I grew up in a sheltered, conservative family. In the 90s one would say conservative but 2020 hindsight replaces that with systemically complacent.

My sister and I grew up in a white, suburban neighborhood in one of the [at the time] most affluent counties in New Jersey—Morris County. I was a smart kid, but I didn't know much. Diversity begets knowledge, and we had little of it growing up. I was always one of the only Filipinos. I frequently tell the story of having culture shock in high school because as far as I knew, I grew up as a white CIS male.

I also learned things later than most, and usually through small, traumatic experiences.

Let's fast-forward to my freshman year in college. I had joined PBL, which was the college arm of a business club I joined in high school. As this was one of my first forays into the web that is college social life, I befriended and hung around the officers of the club. One night we were in the living room of a friend's house. I was sitting on the couch, legs crossed. It was then that two of men that were at the gathering started hitting on me. As they were bigger than I was, they complimented my small Asian stature and one of them tried to grab my crotch.

I... didn't know how to deal with this. It was like the Big Bang had just occurred in my head, and galaxies of thought were still millions of years away from forming.

I quickly straightened my legs and cowered next to a friend. I was reeling. Laughing ensued—from everybody. You know, standard college stuff. I asked why they were hitting on me and after a little while they finally realized I was being serious:

We all think you're gay. You're always happy, and friendly, and smiling [...] I mean you skipped for a mile after dinner last week.
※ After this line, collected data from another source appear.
//! Metric name/help templating (`{token}` substitution) and Prometheus
//! name/label sanitization.

use std::collections::HashMap;

use crate::settings::MetricSettings;

/// Scans `template` for `{token}` occurrences and resolves each one against
/// `settings` and `labels`.
///
/// `name` resolves to `settings.name`, `type` resolves to
/// `settings.metric_namespace` (falling back to `settings.resource_type`),
/// and any other token is looked up in `labels`. Tokens consumed this way are
/// removed from the returned label map, since they have been promoted into
/// the metric name; callers rendering help text instead should pass
/// `remove_consumed = false` so the labels survive for publication.
fn render(template: &str, settings: &MetricSettings, labels: &HashMap<String, String>, remove_consumed: bool) -> (String, HashMap<String, String>) {
    let mut out = labels.clone();
    let mut rendered = String::with_capacity(template.len());
    let bytes = template.as_bytes();
    let mut i = 0;
    while i < bytes.len() {
        if bytes[i] == b'{' {
            if let Some(end) = template[i..].find('}') {
                let token = &template[i + 1..i + end];
                let value = resolve_token(token, settings, labels);
                rendered.push_str(&value);
                if remove_consumed && !matches!(token, "name" | "type") {
                    out.remove(token);
                }
                i += end + 1;
                continue;
            }
        }
        let ch = template[i..].chars().next().unwrap();
        rendered.push(ch);
        i += ch.len_utf8();
    }
    (rendered, out)
}

fn resolve_token(token: &str, settings: &MetricSettings, labels: &HashMap<String, String>) -> String {
    match token {
        "name" => settings.name.clone(),
        "type" => {
            if !settings.metric_namespace.is_empty() {
                settings.metric_namespace.clone()
            } else {
                settings.resource_type.clone()
            }
        }
        other => labels.get(other).cloned().unwrap_or_default(),
    }
}

/// `RenderName(template, settings, labels) -> (name, labels')`.
///
/// The returned name is lowercased and stripped to `[a-zA-Z0-9_:]` (with
/// separator characters first normalized to `_`).
pub fn render_name(template: &str, settings: &MetricSettings, labels: &HashMap<String, String>) -> (String, HashMap<String, String>) {
    let (rendered, remaining) = render(template, settings, labels, true);
    (sanitize_metric_name(&rendered), remaining)
}

/// `RenderHelp(template, settings, labels) -> help`. Labels are left intact.
pub fn render_help(template: &str, settings: &MetricSettings, labels: &HashMap<String, String>) -> String {
    render(template, settings, labels, false).0
}

/// Normalizes a candidate metric name: `-`, ` `, `/`, `.` become `_`, the
/// result is lowercased, then anything outside `[a-zA-Z0-9_:]` is dropped.
pub fn sanitize_metric_name(raw: &str) -> String {
    let separated: String = raw
        .chars()
        .map(|c| match c {
            '-' | ' ' | '/' | '.' => '_',
            other => other,
        })
        .collect();
    separated
        .to_lowercase()
        .chars()
        .filter(|c| c.is_ascii_alphanumeric() || *c == '_' || *c == ':')
        .collect()
}

/// Label names added to the registry are stripped to `[a-zA-Z0-9_]` (no
/// `:`, which is reserved for metric names by convention).
pub fn sanitize_label_name(raw: &str) -> String {
    let separated: String = raw
        .chars()
        .map(|c| match c {
            '-' | ' ' | '/' | '.' => '_',
            other => other,
        })
        .collect();
    separated
        .chars()
        .filter(|c| c.is_ascii_alphanumeric() || *c == '_')
        .collect()
}

#[cfg(test)]
mod tests {
    use super::*;
    use crate::settings::MetricSettings;

    fn settings_with_name(name: &str) -> MetricSettings {
        let mut s = MetricSettings::default_for_test();
        s.name = name.to_string();
        s
    }

    #[test]
    fn renders_name_and_consumes_label() {
        let settings = settings_with_name("kv");
        let mut labels = HashMap::new();
        labels.insert("metric".to_string(), "Availability".to_string());
        labels.insert("aggregation".to_string(), "average".to_string());
        let (name, remaining) = render_name("{name}_{metric}_{aggregation}", &settings, &labels);
        assert_eq!(name, "kv_availability_average");
        assert!(!remaining.contains_key("metric"));
        assert!(!remaining.contains_key("aggregation"));
    }

    #[test]
    fn help_template_preserves_labels() {
        let settings = settings_with_name("kv");
        let mut labels = HashMap::new();
        labels.insert("metric".to_string(), "Availability".to_string());
        let help = render_help("Metric {metric} for {name}", &settings, &labels);
        assert_eq!(help, "Metric Availability for kv");
        assert!(labels.contains_key("metric"));
    }

    #[test]
    fn sanitize_strips_disallowed_chars() {
        assert_eq!(sanitize_metric_name("Foo-Bar/Baz.Qux quux"), "foo_bar_baz_qux_quux");
        assert_eq!(sanitize_metric_name("weird$chars!"), "weirdchars");
    }

    #[test]
    fn sanitize_label_drops_colon() {
        assert_eq!(sanitize_label_name("dimension:Status"), "dimensionStatus");
    }

    #[test]
    fn unknown_token_renders_empty() {
        let settings = settings_with_name("kv");
        let labels = HashMap::new();
        let (name, _) = render_name("{name}_{nope}", &settings, &labels);
        assert_eq!(name, "kv_");
    }
}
Here I am—a 19-year-old kid who had only ever dated nerdy Caucasian females adorned with thin-rimmed glasses—sitting there, learning how to speak again. Other than being confused and upset, I don't really remember much else of that night. But much like the "Asian father" discipline I had received as a child, I tried to forget about it.
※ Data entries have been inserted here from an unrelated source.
//! Wire shapes returned by the Azure Monitor metrics API, the Resources
//! API and Resource Graph, plus the tag-shape normalization Resource Graph
//! needs.

use std::collections::HashMap;

use serde::Deserialize;

use super::AzureResource;

#[derive(Debug, Clone, Default)]
pub struct MetricsQuery {
    pub timespan: String,
    pub interval: Option<String>,
    pub metric_names: Vec<String>,
    pub aggregations: Vec<String>,
    pub top: Option<i32>,
    pub auto_adjust_timegrain: bool,
    pub validate_dimensions: bool,
    pub metric_namespace: Option<String>,
    pub order_by: Option<String>,
    pub filter: Option<String>,
}

#[derive(Debug, Clone, Deserialize)]
pub struct MetricsResponse {
    #[serde(default)]
    pub value: Vec<Metric>,
}

#[derive(Debug, Clone, Deserialize)]
pub struct Metric {
    pub name: LocalizableString,
    #[serde(default)]
    pub unit: String,
    #[serde(default)]
    pub timeseries: Vec<TimeSeries>,
}

#[derive(Debug, Clone, Deserialize)]
pub struct LocalizableString {
    pub value: String,
}

#[derive(Debug, Clone, Deserialize)]
pub struct TimeSeries {
    #[serde(default)]
    pub metadatavalues: Vec<MetadataValue>,
    #[serde(default)]
    pub data: Vec<DataPoint>,
}

#[derive(Debug, Clone, Deserialize)]
pub struct MetadataValue {
    pub name: LocalizableString,
    #[serde(default)]
    pub value: String,
}

#[derive(Debug, Clone, Default, Deserialize)]
pub struct DataPoint {
    #[serde(default, rename = "timeStamp")]
    pub timestamp: String,
    pub total: Option<f64>,
    pub minimum: Option<f64>,
    pub maximum: Option<f64>,
    pub average: Option<f64>,
    pub count: Option<f64>,
}

#[derive(Debug, Clone, Deserialize)]
pub struct ResourcesApiPage {
    #[serde(default)]
    pub value: Vec<ResourcesApiItem>,
    #[serde(default, rename = "nextLink")]
    pub next_link: Option<String>,
}

#[derive(Debug, Clone, Deserialize)]
pub struct ResourcesApiItem {
    pub id: String,
    #[serde(default)]
    pub location: String,
    #[serde(default)]
    pub tags: HashMap<String, String>,
}

impl From<ResourcesApiItem> for AzureResource {
    fn from(item: ResourcesApiItem) -> Self {
        AzureResource {
            id: item.id,
            location: item.location,
            tags: item.tags,
        }
    }
}

#[derive(Debug, Clone, Deserialize)]
pub struct ResourceGraphPage {
    #[serde(rename = "totalRecords", default)]
    pub total_records: u64,
    #[serde(default)]
    pub data: Vec<ResourceGraphRow>,
}

#[derive(Debug, Clone, Deserialize)]
pub struct ResourceGraphRow {
    pub id: String,
    #[serde(default)]
    pub tags: serde_json::Value,
}

/// Resource Graph's `tags` projection arrives as several shapes: a map of
/// strings, a map of optional strings, or (rarely) something else entirely.
/// Normalize all of them into a plain string map at this one site so the
/// polymorphism never leaks further into the discovery pipeline.
pub fn normalize_tag_map(value: &serde_json::Value) -> HashMap<String, String> {
    let mut out = HashMap::new();
    if let serde_json::Value::Object(map) = value {
        for (k, v) in map {
            match v {
                serde_json::Value::String(s) => {
                    out.insert(k.clone(), s.clone());
                }
                serde_json::Value::Null => {}
                other => {
                    out.insert(k.clone(), other.to_string());
                }
            }
        }
    }
    out
}

#[cfg(test)]
mod tests {
    use super::*;

    #[test]
    fn normalizes_string_map() {
        let value = serde_json::json!({"owner": "team-a", "extra": null});
        let tags = normalize_tag_map(&value);
        assert_eq!(tags.get("owner"), Some(&"team-a".to_string()));
        assert!(!tags.contains_key("extra"));
    }

    #[test]
    fn non_object_yields_empty_map() {
        let value = serde_json::json!("not-an-object");
        assert!(normalize_tag_map(&value).is_empty());
    }
}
Later that school year, right before Spring break, my first roommate had decided to move back to Colorado to be closer to family. The person that replaced him was a gay African American who consistently hit on me. The two weeks we roomed together were amongst the most turbulent. I spent nearly every waking moment as far from my dorm room as possible out of fear. Unexplainable, ignorant fear. I started spending nights at my friend's dorm room next door, unofficially becoming his roommate and eventually commuting with him from his family's home 30 minutes from campus.

That, along with my general ignorance of the greater world, contributed to this fear and confusion. Not only around what I thought about homosexuals, but my own gender identity. As I progressed through college, and my career, this general feeling of being "misplaced" followed. I wasn't the most masculine of guys. I didn't go to Cochella or Burning Man, I didn't drink whiskey, I didn't hang out after work—and I paid for that. I digress. This is another story in and of itself.

Forgive me if this is all over the place.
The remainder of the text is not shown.